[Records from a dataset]
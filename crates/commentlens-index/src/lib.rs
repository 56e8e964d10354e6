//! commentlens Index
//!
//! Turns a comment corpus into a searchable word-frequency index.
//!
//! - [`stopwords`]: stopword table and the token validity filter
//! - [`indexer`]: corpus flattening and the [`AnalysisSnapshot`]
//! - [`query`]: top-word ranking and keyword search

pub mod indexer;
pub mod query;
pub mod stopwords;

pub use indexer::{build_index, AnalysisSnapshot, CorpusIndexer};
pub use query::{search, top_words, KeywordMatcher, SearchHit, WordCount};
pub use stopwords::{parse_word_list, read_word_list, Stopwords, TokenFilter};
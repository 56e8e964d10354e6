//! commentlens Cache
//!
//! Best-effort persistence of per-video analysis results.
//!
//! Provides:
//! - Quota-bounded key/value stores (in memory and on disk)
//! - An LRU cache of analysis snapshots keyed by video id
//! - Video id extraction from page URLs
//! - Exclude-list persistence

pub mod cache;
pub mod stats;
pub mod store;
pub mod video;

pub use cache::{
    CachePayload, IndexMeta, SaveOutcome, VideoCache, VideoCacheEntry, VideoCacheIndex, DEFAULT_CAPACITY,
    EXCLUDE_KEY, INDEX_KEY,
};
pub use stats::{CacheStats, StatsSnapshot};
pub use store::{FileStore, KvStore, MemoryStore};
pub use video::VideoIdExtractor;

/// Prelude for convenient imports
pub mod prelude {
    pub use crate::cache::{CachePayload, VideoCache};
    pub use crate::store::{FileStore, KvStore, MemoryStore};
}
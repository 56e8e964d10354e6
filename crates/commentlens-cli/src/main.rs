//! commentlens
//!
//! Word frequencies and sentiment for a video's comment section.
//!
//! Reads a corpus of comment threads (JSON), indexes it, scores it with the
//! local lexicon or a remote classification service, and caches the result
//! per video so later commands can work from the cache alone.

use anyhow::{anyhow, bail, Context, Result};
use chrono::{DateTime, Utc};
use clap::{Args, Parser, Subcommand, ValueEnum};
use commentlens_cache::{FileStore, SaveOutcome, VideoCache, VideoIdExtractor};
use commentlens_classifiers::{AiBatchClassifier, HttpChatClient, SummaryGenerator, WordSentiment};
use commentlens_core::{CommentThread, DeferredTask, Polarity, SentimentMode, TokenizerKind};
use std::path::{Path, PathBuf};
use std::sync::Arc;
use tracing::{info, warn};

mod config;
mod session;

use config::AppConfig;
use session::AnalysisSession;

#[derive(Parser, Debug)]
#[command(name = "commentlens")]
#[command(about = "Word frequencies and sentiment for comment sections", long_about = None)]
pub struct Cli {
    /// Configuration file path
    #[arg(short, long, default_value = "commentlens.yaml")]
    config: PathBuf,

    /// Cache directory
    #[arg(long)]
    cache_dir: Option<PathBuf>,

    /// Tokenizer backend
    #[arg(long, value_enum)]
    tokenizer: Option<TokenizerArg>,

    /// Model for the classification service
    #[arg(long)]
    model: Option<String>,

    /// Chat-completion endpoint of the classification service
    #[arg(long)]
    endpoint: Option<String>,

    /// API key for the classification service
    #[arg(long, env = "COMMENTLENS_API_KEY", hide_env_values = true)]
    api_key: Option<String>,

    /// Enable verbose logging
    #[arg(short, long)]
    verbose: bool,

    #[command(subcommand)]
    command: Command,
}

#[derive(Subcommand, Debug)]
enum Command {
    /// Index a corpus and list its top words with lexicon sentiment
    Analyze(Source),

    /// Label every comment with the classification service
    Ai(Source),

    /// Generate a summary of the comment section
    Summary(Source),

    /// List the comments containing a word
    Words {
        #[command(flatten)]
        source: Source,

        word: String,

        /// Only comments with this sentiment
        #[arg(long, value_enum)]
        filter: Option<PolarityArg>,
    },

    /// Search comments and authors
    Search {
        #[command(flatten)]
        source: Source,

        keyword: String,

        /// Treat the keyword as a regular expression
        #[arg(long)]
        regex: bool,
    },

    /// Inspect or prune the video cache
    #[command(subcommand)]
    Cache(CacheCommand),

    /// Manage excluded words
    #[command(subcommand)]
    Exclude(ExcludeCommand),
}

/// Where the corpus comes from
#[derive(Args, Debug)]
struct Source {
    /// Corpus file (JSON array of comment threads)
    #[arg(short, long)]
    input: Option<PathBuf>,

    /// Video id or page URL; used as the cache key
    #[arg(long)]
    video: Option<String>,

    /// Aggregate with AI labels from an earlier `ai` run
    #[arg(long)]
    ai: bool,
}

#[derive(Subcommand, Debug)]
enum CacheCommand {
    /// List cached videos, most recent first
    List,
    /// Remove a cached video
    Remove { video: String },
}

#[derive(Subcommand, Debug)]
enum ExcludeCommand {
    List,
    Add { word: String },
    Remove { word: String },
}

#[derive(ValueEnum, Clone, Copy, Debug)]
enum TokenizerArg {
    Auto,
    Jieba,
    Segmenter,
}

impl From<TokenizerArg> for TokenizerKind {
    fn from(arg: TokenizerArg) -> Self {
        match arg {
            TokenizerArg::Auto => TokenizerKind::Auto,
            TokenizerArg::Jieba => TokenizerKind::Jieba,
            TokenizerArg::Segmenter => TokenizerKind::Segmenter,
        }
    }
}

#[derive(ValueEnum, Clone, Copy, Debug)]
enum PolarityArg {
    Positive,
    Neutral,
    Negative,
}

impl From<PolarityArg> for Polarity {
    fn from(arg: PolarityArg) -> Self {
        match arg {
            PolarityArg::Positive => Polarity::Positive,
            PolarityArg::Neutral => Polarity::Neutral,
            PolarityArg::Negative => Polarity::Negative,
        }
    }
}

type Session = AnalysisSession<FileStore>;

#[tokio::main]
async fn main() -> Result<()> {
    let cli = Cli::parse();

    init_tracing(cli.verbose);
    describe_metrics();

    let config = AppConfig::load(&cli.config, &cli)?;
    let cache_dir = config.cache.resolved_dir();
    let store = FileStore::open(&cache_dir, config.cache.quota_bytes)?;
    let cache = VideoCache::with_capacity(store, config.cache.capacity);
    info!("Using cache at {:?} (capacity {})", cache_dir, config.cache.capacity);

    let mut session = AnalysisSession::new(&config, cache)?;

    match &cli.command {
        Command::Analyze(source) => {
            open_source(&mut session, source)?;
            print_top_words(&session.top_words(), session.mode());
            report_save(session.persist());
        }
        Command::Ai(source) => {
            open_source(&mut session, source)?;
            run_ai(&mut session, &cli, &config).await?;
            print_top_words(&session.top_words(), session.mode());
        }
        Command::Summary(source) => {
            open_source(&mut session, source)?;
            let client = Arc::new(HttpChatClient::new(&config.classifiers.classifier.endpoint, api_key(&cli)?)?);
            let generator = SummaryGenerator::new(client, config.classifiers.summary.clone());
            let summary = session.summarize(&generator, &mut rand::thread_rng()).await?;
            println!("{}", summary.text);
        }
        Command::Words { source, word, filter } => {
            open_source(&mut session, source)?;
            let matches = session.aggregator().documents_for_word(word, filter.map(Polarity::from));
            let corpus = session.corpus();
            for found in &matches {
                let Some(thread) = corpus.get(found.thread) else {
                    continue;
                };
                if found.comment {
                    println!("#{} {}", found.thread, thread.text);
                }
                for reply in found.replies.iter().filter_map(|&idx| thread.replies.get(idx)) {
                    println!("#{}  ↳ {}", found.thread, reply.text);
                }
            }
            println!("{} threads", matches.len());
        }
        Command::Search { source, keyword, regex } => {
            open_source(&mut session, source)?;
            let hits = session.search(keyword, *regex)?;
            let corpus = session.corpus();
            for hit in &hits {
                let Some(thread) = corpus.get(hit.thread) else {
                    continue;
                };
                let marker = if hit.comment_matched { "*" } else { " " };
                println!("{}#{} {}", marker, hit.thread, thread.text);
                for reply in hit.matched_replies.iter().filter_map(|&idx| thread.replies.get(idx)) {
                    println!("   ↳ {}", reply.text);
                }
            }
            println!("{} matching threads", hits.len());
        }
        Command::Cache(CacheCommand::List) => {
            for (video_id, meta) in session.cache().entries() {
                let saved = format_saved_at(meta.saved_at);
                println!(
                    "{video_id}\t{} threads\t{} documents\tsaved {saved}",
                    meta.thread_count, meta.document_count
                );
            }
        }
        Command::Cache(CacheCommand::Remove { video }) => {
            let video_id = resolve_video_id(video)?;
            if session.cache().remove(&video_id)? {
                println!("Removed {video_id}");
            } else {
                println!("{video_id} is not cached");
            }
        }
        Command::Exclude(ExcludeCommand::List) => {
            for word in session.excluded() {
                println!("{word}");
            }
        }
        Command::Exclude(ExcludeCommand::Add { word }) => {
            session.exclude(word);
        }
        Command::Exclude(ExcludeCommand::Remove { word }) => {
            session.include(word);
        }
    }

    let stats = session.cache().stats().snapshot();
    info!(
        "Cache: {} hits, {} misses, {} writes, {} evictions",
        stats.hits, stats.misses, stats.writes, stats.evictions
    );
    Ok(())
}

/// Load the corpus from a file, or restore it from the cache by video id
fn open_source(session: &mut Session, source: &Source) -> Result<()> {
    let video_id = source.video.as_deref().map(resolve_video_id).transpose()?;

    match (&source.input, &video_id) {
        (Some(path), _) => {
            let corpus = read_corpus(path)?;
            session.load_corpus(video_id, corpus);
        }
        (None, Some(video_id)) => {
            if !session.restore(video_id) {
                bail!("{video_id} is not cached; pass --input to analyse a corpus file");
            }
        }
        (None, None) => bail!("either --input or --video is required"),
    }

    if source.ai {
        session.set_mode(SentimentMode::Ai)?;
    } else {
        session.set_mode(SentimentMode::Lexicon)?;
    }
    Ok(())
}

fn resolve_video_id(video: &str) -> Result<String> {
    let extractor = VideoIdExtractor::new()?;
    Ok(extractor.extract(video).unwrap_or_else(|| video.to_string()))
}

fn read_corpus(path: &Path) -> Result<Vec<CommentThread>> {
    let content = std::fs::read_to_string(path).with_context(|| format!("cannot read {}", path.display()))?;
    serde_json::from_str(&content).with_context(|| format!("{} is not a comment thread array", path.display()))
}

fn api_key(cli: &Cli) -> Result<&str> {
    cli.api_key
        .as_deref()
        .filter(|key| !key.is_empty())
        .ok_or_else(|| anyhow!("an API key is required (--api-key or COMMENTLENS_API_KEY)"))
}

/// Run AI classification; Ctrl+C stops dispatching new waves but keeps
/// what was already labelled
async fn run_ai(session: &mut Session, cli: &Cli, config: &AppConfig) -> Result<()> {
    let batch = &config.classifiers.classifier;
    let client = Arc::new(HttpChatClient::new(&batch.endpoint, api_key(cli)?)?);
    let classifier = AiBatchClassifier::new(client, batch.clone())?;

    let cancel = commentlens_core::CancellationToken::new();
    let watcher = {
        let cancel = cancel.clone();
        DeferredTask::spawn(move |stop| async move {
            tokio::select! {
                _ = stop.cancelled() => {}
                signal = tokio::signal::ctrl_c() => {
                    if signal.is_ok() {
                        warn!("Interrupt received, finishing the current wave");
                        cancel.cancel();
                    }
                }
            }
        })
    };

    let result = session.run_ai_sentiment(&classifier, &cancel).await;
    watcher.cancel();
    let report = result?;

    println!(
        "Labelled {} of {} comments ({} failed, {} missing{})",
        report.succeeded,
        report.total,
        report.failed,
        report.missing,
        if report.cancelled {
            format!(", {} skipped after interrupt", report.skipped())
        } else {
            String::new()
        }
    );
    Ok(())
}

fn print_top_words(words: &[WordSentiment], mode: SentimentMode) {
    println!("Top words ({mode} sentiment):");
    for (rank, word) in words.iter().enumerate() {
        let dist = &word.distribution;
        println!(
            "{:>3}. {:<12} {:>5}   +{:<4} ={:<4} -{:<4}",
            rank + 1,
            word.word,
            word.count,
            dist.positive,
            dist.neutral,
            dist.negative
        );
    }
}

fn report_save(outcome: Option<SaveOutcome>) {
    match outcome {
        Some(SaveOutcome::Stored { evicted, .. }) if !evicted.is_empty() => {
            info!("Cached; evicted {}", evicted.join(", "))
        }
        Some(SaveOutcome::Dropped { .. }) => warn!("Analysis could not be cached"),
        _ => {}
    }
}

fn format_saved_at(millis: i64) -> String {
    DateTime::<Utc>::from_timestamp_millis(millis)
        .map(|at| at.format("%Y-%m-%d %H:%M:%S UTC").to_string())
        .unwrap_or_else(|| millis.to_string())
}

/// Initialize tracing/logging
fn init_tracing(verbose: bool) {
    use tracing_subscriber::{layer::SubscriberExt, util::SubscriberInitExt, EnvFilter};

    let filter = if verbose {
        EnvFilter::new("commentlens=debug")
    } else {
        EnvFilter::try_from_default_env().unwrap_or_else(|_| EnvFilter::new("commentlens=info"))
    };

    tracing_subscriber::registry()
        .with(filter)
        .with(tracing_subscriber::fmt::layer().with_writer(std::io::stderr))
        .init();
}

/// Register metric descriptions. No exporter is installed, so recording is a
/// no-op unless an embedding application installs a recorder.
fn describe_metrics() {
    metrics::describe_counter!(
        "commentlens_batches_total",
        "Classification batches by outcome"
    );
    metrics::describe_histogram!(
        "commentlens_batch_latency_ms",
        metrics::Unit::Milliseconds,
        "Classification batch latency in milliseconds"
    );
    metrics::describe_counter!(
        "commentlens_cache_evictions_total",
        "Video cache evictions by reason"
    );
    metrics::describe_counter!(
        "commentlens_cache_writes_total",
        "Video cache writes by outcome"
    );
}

**EXERCISE INSTRUCTIONS**.
Return only the lines of the records in which the string "CommentThread" appears.

**ANSWER SPACE**.
use commentlens_core::{CommentThread, DeferredTask, Polarity, SentimentMode, TokenizerKind};
fn read_corpus(path: &Path) -> Result<Vec<CommentThread>> {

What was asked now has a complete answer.